15. It's not nice to lie to Agent Doggett.
16. Indian folk legends that eat people alive ... right up Agent Mulder's twisted little alley.
17. PSC3: Nice of Doggett to give up his Saturday to devote to the SFM. Especially since his weekdays are filled with bat men and metal men and ass genies and ...
18. How did the Manly Man know the three plastered over places in the wall were bullet holes? He's obviously never seen me try to hang a picture.
19. TWC3: Mulder's apartment. I think I've missed that as much as Mulder himself.
20. Whoa, waaaaay too much fish flakes there, J.D. Now I think I know what killed Mollie.
21. TWC4: Mulder shoe boxes. Converse All Stars, white and navy, Size 12 Men's, Size 14 Women's. :::sigh::: Now I'm lusting after footwear boxes. (Although I think Mulder is a Nike Man these days.)
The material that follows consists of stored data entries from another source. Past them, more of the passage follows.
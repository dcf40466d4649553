pub mod expression;

pub use expression::{BinOp, Binding, Expr, UnaryFn};
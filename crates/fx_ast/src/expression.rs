use std::fmt;

/// A unary named function applied to a single argument.
///
/// `Sec`, `Csc`, `Cot` and `Hyp` are part of the grammar but have no
/// evaluation rule; the engine rejects them at evaluation time.
#[derive(Debug, Clone, Copy, PartialEq, Eq, Hash)]
pub enum UnaryFn {
    Sin,
    Cos,
    Tan,
    Log,
    Sec,
    Csc,
    Cot,
    Hyp,
    Asin,
    Acos,
    Atan,
}

impl UnaryFn {
    pub fn name(self) -> &'static str {
        match self {
            UnaryFn::Sin => "sin",
            UnaryFn::Cos => "cos",
            UnaryFn::Tan => "tan",
            UnaryFn::Log => "log",
            UnaryFn::Sec => "sec",
            UnaryFn::Csc => "csc",
            UnaryFn::Cot => "cot",
            UnaryFn::Hyp => "hyp",
            UnaryFn::Asin => "asin",
            UnaryFn::Acos => "acos",
            UnaryFn::Atan => "atan",
        }
    }

    /// Classify a function name from source text.
    /// Accepts both the `asin` and `arcsin` spellings for the inverses.
    pub fn from_name(name: &str) -> Option<Self> {
        match name {
            "sin" => Some(UnaryFn::Sin),
            "cos" => Some(UnaryFn::Cos),
            "tan" => Some(UnaryFn::Tan),
            "log" | "ln" => Some(UnaryFn::Log),
            "sec" => Some(UnaryFn::Sec),
            "csc" => Some(UnaryFn::Csc),
            "cot" => Some(UnaryFn::Cot),
            "hyp" => Some(UnaryFn::Hyp),
            "asin" | "arcsin" => Some(UnaryFn::Asin),
            "acos" | "arccos" => Some(UnaryFn::Acos),
            "atan" | "arctan" => Some(UnaryFn::Atan),
            _ => None,
        }
    }
}

impl fmt::Display for UnaryFn {
    fn fmt(&self, f: &mut fmt::Formatter<'_>) -> fmt::Result {
        f.write_str(self.name())
    }
}

#[derive(Debug, Clone, Copy, PartialEq, Eq, Hash)]
pub enum BinOp {
    Add,
    Sub,
    Mul,
    Div,
    Mod,
    Pow,
}

impl BinOp {
    pub fn symbol(self) -> char {
        match self {
            BinOp::Add => '+',
            BinOp::Sub => '-',
            BinOp::Mul => '*',
            BinOp::Div => '/',
            BinOp::Mod => '%',
            BinOp::Pow => '^',
        }
    }
}

impl fmt::Display for BinOp {
    fn fmt(&self, f: &mut fmt::Formatter<'_>) -> fmt::Result {
        write!(f, "{}", self.symbol())
    }
}

/// One `name = expr` parameter binding of a [`Expr::Call`].
#[derive(Debug, Clone, PartialEq)]
pub struct Binding {
    pub name: String,
    pub expr: Expr,
}

impl Binding {
    pub fn new(name: impl Into<String>, expr: Expr) -> Self {
        Binding {
            name: name.into(),
            expr,
        }
    }
}

/// A parsed arithmetic expression.
///
/// Every node owns its children outright; rewrites (the solver in
/// particular) always build fresh nodes, so no subtree is ever referenced
/// from two places.
#[derive(Debug, Clone, PartialEq)]
pub enum Expr {
    Number(f64),
    Variable(String),
    Unary(UnaryFn, Box<Expr>),
    Factorial(Box<Expr>),
    /// `index` absent means a square root.
    Root {
        radicand: Box<Expr>,
        index: Option<Box<Expr>>,
    },
    Frac(Box<Expr>, Box<Expr>),
    Binary(BinOp, Box<Expr>, Box<Expr>),
    Paren(Box<Expr>),
    /// Reference to a stored named function with explicit parameter bindings.
    Call {
        name: String,
        bindings: Vec<Binding>,
    },
}

impl Expr {
    pub fn num(value: f64) -> Expr {
        Expr::Number(value)
    }

    pub fn var(name: impl Into<String>) -> Expr {
        Expr::Variable(name.into())
    }

    pub fn unary(func: UnaryFn, arg: Expr) -> Expr {
        Expr::Unary(func, Box::new(arg))
    }

    pub fn factorial(arg: Expr) -> Expr {
        Expr::Factorial(Box::new(arg))
    }

    pub fn sqrt(radicand: Expr) -> Expr {
        Expr::Root {
            radicand: Box::new(radicand),
            index: None,
        }
    }

    pub fn root(radicand: Expr, index: Expr) -> Expr {
        Expr::Root {
            radicand: Box::new(radicand),
            index: Some(Box::new(index)),
        }
    }

    pub fn frac(numerator: Expr, denominator: Expr) -> Expr {
        Expr::Frac(Box::new(numerator), Box::new(denominator))
    }

    pub fn binary(op: BinOp, lhs: Expr, rhs: Expr) -> Expr {
        Expr::Binary(op, Box::new(lhs), Box::new(rhs))
    }

    pub fn add(lhs: Expr, rhs: Expr) -> Expr {
        Expr::binary(BinOp::Add, lhs, rhs)
    }

    pub fn sub(lhs: Expr, rhs: Expr) -> Expr {
        Expr::binary(BinOp::Sub, lhs, rhs)
    }

    pub fn mul(lhs: Expr, rhs: Expr) -> Expr {
        Expr::binary(BinOp::Mul, lhs, rhs)
    }

    pub fn div(lhs: Expr, rhs: Expr) -> Expr {
        Expr::binary(BinOp::Div, lhs, rhs)
    }

    pub fn pow(base: Expr, exp: Expr) -> Expr {
        Expr::binary(BinOp::Pow, base, exp)
    }

    pub fn paren(inner: Expr) -> Expr {
        Expr::Paren(Box::new(inner))
    }

    pub fn call(name: impl Into<String>, bindings: Vec<Binding>) -> Expr {
        Expr::Call {
            name: name.into(),
            bindings,
        }
    }

    /// True for leaf nodes (numbers and variables).
    pub fn is_leaf(&self) -> bool {
        matches!(self, Expr::Number(_) | Expr::Variable(_))
    }

    /// True if this node is the variable `name`, optionally inside a single
    /// layer of parentheses.
    pub fn is_variable(&self, name: &str) -> bool {
        match self {
            Expr::Variable(v) => v == name,
            Expr::Paren(inner) => matches!(inner.as_ref(), Expr::Variable(v) if v == name),
            _ => false,
        }
    }
}

impl fmt::Display for Expr {
    fn fmt(&self, f: &mut fmt::Formatter<'_>) -> fmt::Result {
        match self {
            Expr::Number(n) => write!(f, "{}", n),
            Expr::Variable(name) => f.write_str(name),
            Expr::Unary(func, arg) => write!(f, "{}({})", func, arg),
            Expr::Factorial(arg) => write!(f, "{}!", arg),
            Expr::Root { radicand, index } => {
                let n = index
                    .as_ref()
                    .map(|i| i.to_string())
                    .unwrap_or_else(|| "2".to_string());
                if n == "2" {
                    write!(f, "sqrt({})", radicand)
                } else {
                    write!(f, "root[{}]({})", n, radicand)
                }
            }
            Expr::Frac(num, den) => write!(f, "frac({})({})", num, den),
            // Operators render without grouping; parentheses only appear
            // where the source carried an explicit Paren node.
            Expr::Binary(op, lhs, rhs) => write!(f, "{}{}{}", lhs, op, rhs),
            Expr::Paren(inner) => write!(f, "({})", inner),
            Expr::Call { name, bindings } => {
                write!(f, "${}", name)?;
                if bindings.is_empty() {
                    return Ok(());
                }
                write!(f, "{{")?;
                for (i, binding) in bindings.iter().enumerate() {
                    if i > 0 {
                        write!(f, "; ")?;
                    }
                    write!(f, "{}={}", binding.name, binding.expr)?;
                }
                write!(f, "}}")
            }
        }
    }
}
//! In-memory cache of the follow graph around currently-online users.
//!
//! For any user with an active session, the cache remembers whom that user follows, answers
//! "who among them is online right now, and with what status", and, conversely, answers
//! "which watching users should be notified when this user's status changes".  The
//! authoritative follow lists live in a backing store and are pulled in on demand through a
//! [`FollowLoader`]; the cache keeps a best-effort projection of them that is good enough for
//! push notifications.
//!
//! Capacity is fixed at construction time.  Under pressure, entries of users not known to be
//! online are reclaimed first, and as a last resort an online user's entry is overwritten.
//! Updates can be lost when the cache is saturated, but notifications are never fabricated: a
//! slot is always severed from the edge sets before it is handed to a new owner.

mod graph;
mod pair_set;
mod slot_table;
mod user;

pub use graph::SocialGraph;
pub use user::{FollowLoader, FollowRecord, UserId, UserInfo, UserMeta};
//! # JSON-RPC Network Client
//!
//! [`Web3Client`] implements [`NetworkClient`] over any [`RpcTransport`]:
//!
//! - `network_id` → `eth_chainId` (cached after the first answer)
//! - `signer().address()` → first entry of `eth_accounts`
//! - `lookup_address` → ENS reverse record, accepted only if the name resolves
//!   forward to the same address
//!
//! ```text
//! registry.resolver(namehash(<addr>.addr.reverse)) ─► resolver.name(node) ─► "alice.eth"
//! registry.resolver(namehash("alice.eth"))         ─► resolver.addr(node) ─► must equal <addr>
//! ```

use std::cell::Cell;
use std::rc::Rc;

use async_trait::async_trait;
use log::debug;
use serde_json::{json, Value};

use crate::ens::{self, ADDR_SELECTOR, NAME_SELECTOR, RESOLVER_SELECTOR};
use crate::error::ClientError;
use crate::network::Network;
use crate::provider::{NetworkClient, RpcTransport, Signer};

/// Read/write client for the chain behind a JSON-RPC transport.
pub struct Web3Client<T> {
    transport: Rc<T>,
    chain_id: Cell<Option<u64>>,
}

impl<T: RpcTransport> Web3Client<T> {
    pub fn new(transport: T) -> Self {
        Self {
            transport: Rc::new(transport),
            chain_id: Cell::new(None),
        }
    }

    pub fn transport(&self) -> &T {
        &self.transport
    }

    async fn call(&self, to: &str, data: String) -> Result<String, ClientError> {
        let result = self
            .transport
            .request("eth_call", json!([{ "to": to, "data": data }, "latest"]))
            .await?;

        result
            .as_str()
            .map(str::to_string)
            .ok_or_else(|| ClientError::InvalidResponse(format!("eth_call returned {}", result)))
    }

    async fn resolver(&self, registry: &str, node: &[u8; 32]) -> Result<Option<String>, ClientError> {
        let data = self.call(registry, ens::encode_call(RESOLVER_SELECTOR, node)).await?;
        ens::decode_address(&data)
    }

    async fn ens_registry(&self) -> Result<&'static str, ClientError> {
        let chain_id = self.network_id().await?;
        Network::from_chain_id(chain_id)
            .ens_registry()
            .ok_or(ClientError::EnsUnsupported(chain_id))
    }
}

#[async_trait(?Send)]
impl<T: RpcTransport> NetworkClient for Web3Client<T> {
    type Signer = Web3Signer<T>;

    async fn network_id(&self) -> Result<u64, ClientError> {
        if let Some(chain_id) = self.chain_id.get() {
            return Ok(chain_id);
        }

        let value = self.transport.request("eth_chainId", json!([])).await?;
        let chain_id = parse_quantity(&value)?;
        self.chain_id.set(Some(chain_id));
        Ok(chain_id)
    }

    fn signer(&self) -> Self::Signer {
        Web3Signer {
            transport: Rc::clone(&self.transport),
        }
    }

    async fn lookup_address(&self, address: &str) -> Result<Option<String>, ClientError> {
        let registry = self.ens_registry().await?;

        let reverse_node = ens::namehash(&ens::reverse_name(address)?);
        let Some(reverse_resolver) = self.resolver(registry, &reverse_node).await? else {
            debug!("no reverse resolver for {}", shared::utils::truncate_address(address));
            return Ok(None);
        };

        let name = ens::decode_string(
            &self
                .call(&reverse_resolver, ens::encode_call(NAME_SELECTOR, &reverse_node))
                .await?,
        )?;
        if name.is_empty() {
            return Ok(None);
        }

        let forward_node = ens::namehash(&name);
        let Some(forward_resolver) = self.resolver(registry, &forward_node).await? else {
            debug!("reverse record '{}' has no forward resolver", name);
            return Ok(None);
        };
        let forward = ens::decode_address(
            &self
                .call(&forward_resolver, ens::encode_call(ADDR_SELECTOR, &forward_node))
                .await?,
        )?;

        match forward {
            Some(resolved) if resolved.eq_ignore_ascii_case(address) => Ok(Some(name)),
            _ => {
                debug!("reverse record '{}' does not resolve back to the account", name);
                Ok(None)
            }
        }
    }
}

/// Signer backed by the wallet's account list.
pub struct Web3Signer<T> {
    transport: Rc<T>,
}

#[async_trait(?Send)]
impl<T: RpcTransport> Signer for Web3Signer<T> {
    async fn address(&self) -> Result<String, ClientError> {
        let accounts = self.transport.request("eth_accounts", json!([])).await?;
        let accounts = accounts
            .as_array()
            .ok_or_else(|| ClientError::InvalidResponse(format!("eth_accounts returned {}", accounts)))?;

        match accounts.first() {
            Some(Value::String(address)) => Ok(address.clone()),
            Some(other) => Err(ClientError::InvalidResponse(format!("account entry {}", other))),
            None => Err(ClientError::NoAccounts),
        }
    }
}

/// Parse a JSON-RPC quantity: a `0x` hex string, or a plain number.
pub fn parse_quantity(value: &Value) -> Result<u64, ClientError> {
    match value {
        Value::String(s) => {
            let digits = s
                .strip_prefix("0x")
                .ok_or_else(|| ClientError::InvalidResponse(format!("quantity '{}' lacks 0x", s)))?;
            u64::from_str_radix(digits, 16)
                .map_err(|e| ClientError::InvalidResponse(format!("quantity '{}': {}", s, e)))
        }
        Value::Number(n) => n
            .as_u64()
            .ok_or_else(|| ClientError::InvalidResponse(format!("quantity {}", n))),
        other => Err(ClientError::InvalidResponse(format!("quantity {}", other))),
    }
}

#[cfg(test)]
mod tests {
    use super::*;
    use crate::ens::{abi_address, abi_string};
    use crate::network::ENS_REGISTRY;
    use std::cell::RefCell;
    use std::collections::HashMap;

    const ALICE: &str = "0xABCDEF0123456789ABCDEF0123456789ABCD1234";
    const RESOLVER: &str = "0x4976fb03c32e5b8cfe2b6ccb31c09ba78ebaba41";

    #[derive(Default)]
    struct FakeTransport {
        chain_id: Value,
        accounts: Value,
        calls: HashMap<(String, String), String>,
        requests: RefCell<Vec<String>>,
    }

    impl FakeTransport {
        fn on_chain(chain_id: &str) -> Self {
            Self {
                chain_id: json!(chain_id),
                accounts: json!([ALICE]),
                ..Default::default()
            }
        }

        fn answer(&mut self, to: &str, data: String, result: String) {
            self.calls.insert((to.to_lowercase(), data), result);
        }

        /// Wire a reverse record for `address` -> `name` and a forward record `name` -> `forward`.
        fn with_records(mut self, address: &str, name: &str, forward: &str) -> Self {
            let reverse_node = ens::namehash(&ens::reverse_name(address).unwrap());
            let forward_node = ens::namehash(name);
            self.answer(ENS_REGISTRY, ens::encode_call(RESOLVER_SELECTOR, &reverse_node), abi_address(RESOLVER));
            self.answer(RESOLVER, ens::encode_call(NAME_SELECTOR, &reverse_node), abi_string(name));
            self.answer(ENS_REGISTRY, ens::encode_call(RESOLVER_SELECTOR, &forward_node), abi_address(RESOLVER));
            self.answer(RESOLVER, ens::encode_call(ADDR_SELECTOR, &forward_node), abi_address(forward));
            self
        }

        fn count(&self, method: &str) -> usize {
            self.requests.borrow().iter().filter(|m| m.as_str() == method).count()
        }
    }

    #[async_trait(?Send)]
    impl RpcTransport for FakeTransport {
        async fn request(&self, method: &str, params: Value) -> Result<Value, ClientError> {
            self.requests.borrow_mut().push(method.to_string());
            match method {
                "eth_chainId" => Ok(self.chain_id.clone()),
                "eth_accounts" => Ok(self.accounts.clone()),
                "eth_call" => {
                    let to = params[0]["to"].as_str().unwrap_or_default().to_lowercase();
                    let data = params[0]["data"].as_str().unwrap_or_default().to_string();
                    let result = self.calls.get(&(to, data)).cloned().unwrap_or_else(|| "0x".to_string());
                    Ok(json!(result))
                }
                other => Err(ClientError::Rpc {
                    code: -32601,
                    message: format!("method {} not found", other),
                }),
            }
        }
    }

    #[tokio::test]
    async fn test_network_id_is_parsed_and_cached() {
        let client = Web3Client::new(FakeTransport::on_chain("0x4"));
        assert_eq!(client.network_id().await.unwrap(), 4);
        assert_eq!(client.network_id().await.unwrap(), 4);
        assert_eq!(client.transport().count("eth_chainId"), 1);
    }

    #[tokio::test]
    async fn test_signer_reads_first_account_verbatim() {
        let client = Web3Client::new(FakeTransport::on_chain("0x4"));
        assert_eq!(client.signer().address().await.unwrap(), ALICE);
    }

    #[tokio::test]
    async fn test_signer_without_accounts() {
        let mut transport = FakeTransport::on_chain("0x4");
        transport.accounts = json!([]);
        let client = Web3Client::new(transport);
        assert_eq!(client.signer().address().await, Err(ClientError::NoAccounts));
    }

    #[tokio::test]
    async fn test_lookup_returns_verified_name() {
        let transport = FakeTransport::on_chain("0x4").with_records(ALICE, "alice.eth", ALICE);
        let client = Web3Client::new(transport);
        assert_eq!(client.lookup_address(ALICE).await.unwrap(), Some("alice.eth".to_string()));
    }

    #[tokio::test]
    async fn test_lookup_rejects_name_pointing_elsewhere() {
        let other = "0x1111111111111111111111111111111111111111";
        let transport = FakeTransport::on_chain("0x4").with_records(ALICE, "alice.eth", other);
        let client = Web3Client::new(transport);
        assert_eq!(client.lookup_address(ALICE).await.unwrap(), None);
    }

    #[tokio::test]
    async fn test_lookup_without_reverse_record() {
        let client = Web3Client::new(FakeTransport::on_chain("0x4"));
        assert_eq!(client.lookup_address(ALICE).await.unwrap(), None);
    }

    #[tokio::test]
    async fn test_lookup_on_chain_without_ens() {
        let client = Web3Client::new(FakeTransport::on_chain("0x89"));
        assert_eq!(
            client.lookup_address(ALICE).await,
            Err(ClientError::EnsUnsupported(137))
        );
    }

    #[test]
    fn test_parse_quantity() {
        assert_eq!(parse_quantity(&json!("0x4")).unwrap(), 4);
        assert_eq!(parse_quantity(&json!("0xaa36a7")).unwrap(), 11_155_111);
        assert_eq!(parse_quantity(&json!(5)).unwrap(), 5);
        assert!(parse_quantity(&json!("4")).is_err());
        assert!(parse_quantity(&json!(null)).is_err());
    }
}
22. Hey, J.D., let's be a little more careful there. Remember, this is the home of a *colleague* you're ransacking.
23. No one has emptied Mulder's trash in eight months? Whew, I bet that is aromatic.
24. PSC4: Shouldn't the SFM Task Force have searched Mulder's apartment as part of the SFM? And if they did, they missed that gun under the sink? Not very good police work, J.D.
25. I hope Sheriff Good Old Boy isn't digging up Mulder under that symbol from the teaser.
26. John, don't get jealous that Walter knew Fox had an ankle holster. They were just good friends!
27. TWC5: But always love the continuity. Someone actually remembered the ankle holster.
28. Agent Dogget must have gotten an "A" in ballistics at the Academy.
29. Although Muldah is a bright boy too, he should have been smart enough to toss that gun off the Wilson Bridge if he really didn't want anyone to find out he killed someone.
30. Walter, balls firmly intact, sticks to his abduction story.
31. Dear Diary: Today W.S. accused me of trying to manufacture an *easy* explanation for Muldah's disappearance in order to further my career. Why can't he see that I'm a stand-up guy, that I just want the truth, that I don't want to rat out my partner? I just want to be loved, is that so wrong? But Diary - he also called me John! And he's coming back to Pennsylvania with me! I'm all a-tingle!
32. Nice night for a Creature Capture.
33. Hunting ... that's one way to put it.
34. My goodness, John and Walter have been busy boys gathering all that evidence.
35. A nuttier theory than Mulder's. John, you should be proud!!
36. Dear Diary: Why is W.S. so sure of Muldah's actions? Why does he have so much faith in Muldah? Why can't he have that much faith in me???
37. A guy being buried who wasn't really dead? How silly. Like *that* could ever happen!
38. Thumbs up to the backhoe driver who could open that grave and not disturb the symbol set in stone. But thumbs down to the Sheriff who should have been smart enough to cover it back up again, especially with an FBI agent poking around.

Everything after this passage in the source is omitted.